2020–2021 India–Pakistan border skirmishes: The standoff intensified when a major exchange of gunfire and shelling erupted between Indian and Pakistani troops in November 2020 along the Line of Control which left at least 22 dead, including 11 civilians. Pakistan's foreign ministry said India had violated the ceasefire at least 2,729 times in 2020 which killed 21 Pakistani civilians and seriously injured 206 others. In February 2021, India and Pakistan released a joint statement, stating that after discussions over established hotlines, the two sides agreed to "strict observance" of all peace and ceasefire agreements with effect from midnight of 25 February 2021. Both sides agreed existing forms of hotline contact and border flag meetings would be utilized to resolve any future misunderstanding.
Incidents
1999 Pakistani
Atlantic shootdown:Pakistan Navy's Naval Air Arm's, Atlantic maritime patrol plane, carrying 16 people on board, was shot down by the Indian Air Force for alleged violation of airspace. The episode took place in the Rann of Kutch on 10 August 1999, just a month after the Kargil War, creating a tense atmosphere between India and Pakistan. Foreign diplomats noted that the plane fell inside Pakistani territory, although it may have crossed the border. However, they also believe that India's reaction was unjustified. Pakistan later lodged a compensation claim at the International Court of Justice, accusing India for the incident, but the Court dismissed the case in a split decision ruling the Court did not have jurisdiction.

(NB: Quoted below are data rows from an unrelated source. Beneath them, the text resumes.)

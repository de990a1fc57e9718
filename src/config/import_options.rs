// ==========================================
// 企业名录系统 - 导入选项
// ==========================================
// 职责: 每次导入开始时读取一次配置，管道内只使用这份快照
// ==========================================

use crate::config::config_manager::DEFAULT_RESOLVER_CONCURRENCY;
use crate::config::import_config_trait::ImportConfigReader;
use std::error::Error;

#[derive(Debug, Clone, Copy, PartialEq, Eq)]
pub struct ImportOptions {
    pub resolver_concurrency: usize,
    pub memoize_lookups: bool,
}

impl Default for ImportOptions {
    fn default() -> Self {
        Self {
            resolver_concurrency: DEFAULT_RESOLVER_CONCURRENCY,
            memoize_lookups: true,
        }
    }
}

impl ImportOptions {
    pub async fn load<C>(config: &C) -> Result<Self, Box<dyn Error + Send + Sync>>
    where
        C: ImportConfigReader + ?Sized,
    {
        Ok(Self {
            resolver_concurrency: config.get_resolver_concurrency().await?.max(1),
            memoize_lookups: config.get_memoize_lookups().await?,
        })
    }
}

The 2011 India–Pakistan border shooting incident took place between 30 August and 1 September 2011 across the Line of Control in Kupwara district/Neelam Valley, resulting in five Indian soldiers and three Pakistani soldiers being killed. Both countries gave different accounts of the incident, each accusing the other of initiating the hostilities.

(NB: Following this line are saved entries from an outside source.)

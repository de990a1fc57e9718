// ==========================================
// 日志系统初始化
// ==========================================
// 使用 tracing 和 tracing-subscriber
// 导入管道的 span（import_id / entity_kind / file）随每行日志输出
// ==========================================

use tracing_subscriber::{fmt, EnvFilter};

/// 未设置 RUST_LOG 时使用的过滤器
pub const DEFAULT_FILTER: &str = "info";

fn env_filter(fallback: &str) -> EnvFilter {
    EnvFilter::try_from_default_env().unwrap_or_else(|_| EnvFilter::new(fallback))
}

/// 初始化日志系统
///
/// # 环境变量
/// - RUST_LOG: 日志级别过滤器（默认: info）
///   例如: RUST_LOG=debug 或 RUST_LOG=corp_directory_import::importer=trace
///
/// # 示例
/// ```no_run
/// use corp_directory_import::logging;
/// logging::init();
/// ```
pub fn init() {
    fmt()
        .with_env_filter(env_filter(DEFAULT_FILTER))
        .with_target(true)
        .with_line_number(true)
        .init();
}

/// 初始化测试环境的日志系统（可重复调用）
pub fn init_test() {
    let _ = fmt()
        .with_env_filter(env_filter("debug"))
        .with_test_writer()
        .try_init();
}
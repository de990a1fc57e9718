// ==========================================
// 企业名录系统 - 领域模型层
// ==========================================
// 职责: 定义导入涉及的实体与类型
// 红线: 不含数据访问逻辑,不含导入流程逻辑
// ==========================================

pub mod company;
pub mod import;
pub mod person;
pub mod types;

// 重导出核心类型
pub use company::{Address, CompanyContactInfo, NewCompany};
pub use import::{
    ImportRequest, ImportResult, RawRecord, RecordRejection, ResolvedPersonRecord,
    ValidatedRecord,
};
pub use person::{NewPerson, PersonContactInfo};
pub use types::{EntityKind, ImportStage};
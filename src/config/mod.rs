// ==========================================
// 企业名录系统 - 配置层
// ==========================================
// 职责: 导入管道配置读取
// 存储: config_kv 表
// ==========================================

pub mod config_manager;
pub mod import_config_trait;
pub mod import_options;

// 重导出核心配置管理器
pub use config_manager::{config_keys, get_default_db_path, ConfigManager};
pub use import_config_trait::ImportConfigReader;
pub use import_options::ImportOptions;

2013 India–Pakistan border incident in the Mendhar sector of Jammu and Kashmir, due to the beheading of an Indian soldier. A total of 22 soldiers (12 Indian and 10 Pakistani) died.

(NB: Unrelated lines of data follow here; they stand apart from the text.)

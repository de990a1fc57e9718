// ==========================================
// 企业名录系统 - 导入模块错误类型
// ==========================================
// 工具: thiserror 派生宏
// 说明: 只有整批级别的问题才成为错误；单条记录问题在管道内被吸收
// ==========================================

use crate::domain::EntityKind;
use crate::repository::RepositoryError;
use thiserror::Error;

/// 导入模块错误类型（均为致命错误）
#[derive(Error, Debug)]
pub enum ImportError {
    // ===== 输入格式错误 =====
    #[error("unsupported format: {0} (only text/csv and application/json are accepted)")]
    UnsupportedFormat(String),

    #[error("unknown entity kind: {0} (expected companies or people)")]
    UnknownEntityKind(String),

    #[error("staged file could not be read: {0}")]
    FileReadError(String),

    #[error("parse error: {0}")]
    ParseError(String),

    // ===== 数据内容错误 =====
    #[error("no valid {} data found in the file", .0.label())]
    NoValidRecords(EntityKind),

    // ===== 存储错误 =====
    #[error("store unavailable: {0}")]
    StoreUnavailable(String),

    #[error("store error: {0}")]
    StoreError(String),

    // ===== 通用错误 =====
    #[error("internal error: {0}")]
    InternalError(String),
}

/// 对调用方可见的失败分类
#[derive(Debug, Clone, Copy, PartialEq, Eq)]
pub enum FailureKind {
    /// 输入文件/参数有问题
    BadInput,
    /// 没有可导入的有效记录
    NothingToImport,
    /// 存储不可用或整批写入失败
    StoreFailure,
}

impl ImportError {
    pub fn failure_kind(&self) -> FailureKind {
        match self {
            ImportError::UnsupportedFormat(_)
            | ImportError::UnknownEntityKind(_)
            | ImportError::FileReadError(_)
            | ImportError::ParseError(_) => FailureKind::BadInput,
            ImportError::NoValidRecords(_) => FailureKind::NothingToImport,
            ImportError::StoreUnavailable(_)
            | ImportError::StoreError(_)
            | ImportError::InternalError(_) => FailureKind::StoreFailure,
        }
    }
}

// 实现 From<std::io::Error>
impl From<std::io::Error> for ImportError {
    fn from(err: std::io::Error) -> Self {
        ImportError::FileReadError(err.to_string())
    }
}

// 实现 From<csv::Error>
impl From<csv::Error> for ImportError {
    fn from(err: csv::Error) -> Self {
        ImportError::ParseError(format!("invalid CSV: {}", err))
    }
}

// 实现 From<serde_json::Error>
impl From<serde_json::Error> for ImportError {
    fn from(err: serde_json::Error) -> Self {
        ImportError::ParseError(format!("invalid JSON: {}", err))
    }
}

// 实现 From<RepositoryError>
impl From<RepositoryError> for ImportError {
    fn from(err: RepositoryError) -> Self {
        if err.is_unavailable() {
            ImportError::StoreUnavailable(err.to_string())
        } else {
            ImportError::StoreError(err.to_string())
        }
    }
}

/// Result 类型别名
pub type PipelineResult<T> = Result<T, ImportError>;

The nuclear conflict between both countries is of passive strategic nature with nuclear doctrine of Pakistan stating a first strike policy, although the strike would only be initiated if and only if, the Pakistan Armed Forces are unable to halt an invasion (as for example in 1971 war) or a nuclear strike is launched against Pakistan, whereas India has a declared policy of no first use. According to a peer-reviewed study published in the journal Nature Food in August 2022, a nuclear war between India and Pakistan could kill more than 2 billion indirectly by starvation during a nuclear winter.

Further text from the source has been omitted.